**Problem to solve**
Taking the listing below, restate word for word each line from the line with "Vec4::new(0.0, 0.0, -(far" to the line with "let (s1, c1) = rotation.y.sin_cos();", ends included, and stop there.
==== Provided records ====
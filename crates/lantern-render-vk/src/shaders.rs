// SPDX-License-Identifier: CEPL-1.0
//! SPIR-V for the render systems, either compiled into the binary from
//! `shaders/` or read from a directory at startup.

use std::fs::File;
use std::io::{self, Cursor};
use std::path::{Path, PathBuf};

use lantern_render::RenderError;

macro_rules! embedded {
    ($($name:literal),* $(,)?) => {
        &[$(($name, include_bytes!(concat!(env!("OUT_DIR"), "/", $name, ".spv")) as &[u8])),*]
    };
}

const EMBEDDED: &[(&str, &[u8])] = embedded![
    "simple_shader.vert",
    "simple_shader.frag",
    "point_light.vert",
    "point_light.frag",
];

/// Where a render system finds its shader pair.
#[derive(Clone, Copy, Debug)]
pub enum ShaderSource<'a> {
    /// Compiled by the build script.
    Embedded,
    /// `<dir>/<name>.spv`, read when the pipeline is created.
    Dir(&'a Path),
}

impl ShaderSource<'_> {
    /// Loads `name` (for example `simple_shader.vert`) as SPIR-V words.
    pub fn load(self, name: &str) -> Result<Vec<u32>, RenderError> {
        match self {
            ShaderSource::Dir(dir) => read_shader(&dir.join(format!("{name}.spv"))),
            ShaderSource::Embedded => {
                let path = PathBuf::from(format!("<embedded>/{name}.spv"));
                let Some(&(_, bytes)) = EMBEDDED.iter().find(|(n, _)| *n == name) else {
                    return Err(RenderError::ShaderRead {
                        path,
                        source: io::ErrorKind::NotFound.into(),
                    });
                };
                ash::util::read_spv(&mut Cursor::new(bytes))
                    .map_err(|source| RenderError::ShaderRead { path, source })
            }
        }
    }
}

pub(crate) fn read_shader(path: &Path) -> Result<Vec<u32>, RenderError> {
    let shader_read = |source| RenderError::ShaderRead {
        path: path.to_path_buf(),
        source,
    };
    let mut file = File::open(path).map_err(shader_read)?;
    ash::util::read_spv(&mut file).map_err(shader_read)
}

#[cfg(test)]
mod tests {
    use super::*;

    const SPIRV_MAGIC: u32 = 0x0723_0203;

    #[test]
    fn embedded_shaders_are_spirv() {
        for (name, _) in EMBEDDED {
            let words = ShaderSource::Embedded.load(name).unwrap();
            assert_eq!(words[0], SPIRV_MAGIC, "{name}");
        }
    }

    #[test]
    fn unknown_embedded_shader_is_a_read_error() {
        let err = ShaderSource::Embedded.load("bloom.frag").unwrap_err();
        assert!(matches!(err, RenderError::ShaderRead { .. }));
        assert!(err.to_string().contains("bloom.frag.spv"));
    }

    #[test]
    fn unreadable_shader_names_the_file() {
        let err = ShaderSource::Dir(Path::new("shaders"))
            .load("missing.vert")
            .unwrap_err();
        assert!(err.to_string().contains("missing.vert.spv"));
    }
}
====
==== Provided records ====
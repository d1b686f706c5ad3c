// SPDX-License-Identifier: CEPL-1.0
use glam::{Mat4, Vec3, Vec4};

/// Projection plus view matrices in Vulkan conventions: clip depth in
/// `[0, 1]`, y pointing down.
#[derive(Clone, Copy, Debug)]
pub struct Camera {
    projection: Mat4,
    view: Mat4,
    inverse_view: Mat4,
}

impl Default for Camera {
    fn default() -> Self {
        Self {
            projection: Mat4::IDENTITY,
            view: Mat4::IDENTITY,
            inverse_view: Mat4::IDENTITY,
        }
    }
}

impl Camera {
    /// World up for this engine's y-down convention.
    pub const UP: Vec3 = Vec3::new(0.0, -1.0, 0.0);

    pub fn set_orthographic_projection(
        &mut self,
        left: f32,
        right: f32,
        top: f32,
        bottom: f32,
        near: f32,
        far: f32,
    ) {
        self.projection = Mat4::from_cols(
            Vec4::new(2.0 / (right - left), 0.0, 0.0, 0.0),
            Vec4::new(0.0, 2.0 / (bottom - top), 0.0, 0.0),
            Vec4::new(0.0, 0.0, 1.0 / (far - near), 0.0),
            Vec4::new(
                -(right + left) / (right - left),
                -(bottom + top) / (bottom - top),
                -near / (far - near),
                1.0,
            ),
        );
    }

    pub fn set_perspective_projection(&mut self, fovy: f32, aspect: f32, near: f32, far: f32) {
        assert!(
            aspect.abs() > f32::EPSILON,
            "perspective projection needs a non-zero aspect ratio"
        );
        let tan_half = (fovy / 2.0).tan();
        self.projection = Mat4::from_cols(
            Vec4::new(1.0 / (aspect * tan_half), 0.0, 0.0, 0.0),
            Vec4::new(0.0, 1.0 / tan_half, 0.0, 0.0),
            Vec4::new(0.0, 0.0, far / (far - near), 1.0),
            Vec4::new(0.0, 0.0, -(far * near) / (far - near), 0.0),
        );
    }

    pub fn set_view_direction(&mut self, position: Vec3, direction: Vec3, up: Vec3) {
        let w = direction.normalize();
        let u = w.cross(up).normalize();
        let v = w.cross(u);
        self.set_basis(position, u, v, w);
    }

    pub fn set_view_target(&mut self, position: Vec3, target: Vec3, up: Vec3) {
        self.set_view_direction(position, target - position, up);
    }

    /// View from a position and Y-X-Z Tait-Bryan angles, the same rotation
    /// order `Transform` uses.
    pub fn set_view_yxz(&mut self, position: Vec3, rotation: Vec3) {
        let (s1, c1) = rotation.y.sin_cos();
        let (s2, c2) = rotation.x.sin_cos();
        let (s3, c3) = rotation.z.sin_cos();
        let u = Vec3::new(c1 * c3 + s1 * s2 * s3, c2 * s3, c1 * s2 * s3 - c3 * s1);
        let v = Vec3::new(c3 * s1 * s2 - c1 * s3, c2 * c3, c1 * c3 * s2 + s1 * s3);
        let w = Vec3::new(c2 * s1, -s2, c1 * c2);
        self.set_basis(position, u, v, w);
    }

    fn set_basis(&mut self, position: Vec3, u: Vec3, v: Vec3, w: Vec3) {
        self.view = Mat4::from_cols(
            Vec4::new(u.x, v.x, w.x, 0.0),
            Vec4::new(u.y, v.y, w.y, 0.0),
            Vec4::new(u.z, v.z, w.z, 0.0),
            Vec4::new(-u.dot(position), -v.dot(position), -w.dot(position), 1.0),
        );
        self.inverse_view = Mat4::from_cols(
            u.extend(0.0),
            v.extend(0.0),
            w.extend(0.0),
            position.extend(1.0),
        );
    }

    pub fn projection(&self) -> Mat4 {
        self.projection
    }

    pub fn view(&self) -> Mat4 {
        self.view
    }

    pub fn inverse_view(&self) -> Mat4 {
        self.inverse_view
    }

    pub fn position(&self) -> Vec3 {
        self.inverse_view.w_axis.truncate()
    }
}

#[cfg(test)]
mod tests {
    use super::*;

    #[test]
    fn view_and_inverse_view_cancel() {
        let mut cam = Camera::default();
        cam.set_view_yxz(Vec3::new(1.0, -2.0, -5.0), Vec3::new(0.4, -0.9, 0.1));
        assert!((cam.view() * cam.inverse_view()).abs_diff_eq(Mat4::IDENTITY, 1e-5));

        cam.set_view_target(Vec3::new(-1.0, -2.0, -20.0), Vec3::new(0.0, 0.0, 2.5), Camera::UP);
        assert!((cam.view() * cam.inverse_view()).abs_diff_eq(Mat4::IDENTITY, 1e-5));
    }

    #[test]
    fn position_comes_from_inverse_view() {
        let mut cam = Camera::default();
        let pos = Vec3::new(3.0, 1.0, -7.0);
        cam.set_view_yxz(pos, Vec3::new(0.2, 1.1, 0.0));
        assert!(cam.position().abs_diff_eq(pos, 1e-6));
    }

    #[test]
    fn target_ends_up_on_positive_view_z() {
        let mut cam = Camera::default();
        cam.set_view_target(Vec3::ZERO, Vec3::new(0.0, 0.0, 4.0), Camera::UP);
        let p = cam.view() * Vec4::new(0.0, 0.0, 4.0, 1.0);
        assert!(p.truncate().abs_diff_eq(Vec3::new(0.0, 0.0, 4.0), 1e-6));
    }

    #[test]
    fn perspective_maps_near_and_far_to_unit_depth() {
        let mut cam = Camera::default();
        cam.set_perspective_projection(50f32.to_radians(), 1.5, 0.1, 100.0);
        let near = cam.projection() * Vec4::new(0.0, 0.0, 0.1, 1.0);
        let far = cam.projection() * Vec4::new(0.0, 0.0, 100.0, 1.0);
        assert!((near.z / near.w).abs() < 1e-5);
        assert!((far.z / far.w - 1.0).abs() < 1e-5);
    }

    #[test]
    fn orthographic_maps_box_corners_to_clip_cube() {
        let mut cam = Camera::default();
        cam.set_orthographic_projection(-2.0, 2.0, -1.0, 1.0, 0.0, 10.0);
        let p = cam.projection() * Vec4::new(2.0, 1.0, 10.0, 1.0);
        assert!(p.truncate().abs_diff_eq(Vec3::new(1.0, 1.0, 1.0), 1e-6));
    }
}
====
**Result**
            Vec4::new(0.0, 0.0, -(far * near) / (far - near), 0.0),
        );
    }

    pub fn set_view_direction(&mut self, position: Vec3, direction: Vec3, up: Vec3) {
        let w = direction.normalize();
        let u = w.cross(up).normalize();
        let v = w.cross(u);
        self.set_basis(position, u, v, w);
    }

    pub fn set_view_target(&mut self, position: Vec3, target: Vec3, up: Vec3) {
        self.set_view_direction(position, target - position, up);
    }

    /// View from a position and Y-X-Z Tait-Bryan angles, the same rotation
    /// order `Transform` uses.
    pub fn set_view_yxz(&mut self, position: Vec3, rotation: Vec3) {
        let (s1, c1) = rotation.y.sin_cos();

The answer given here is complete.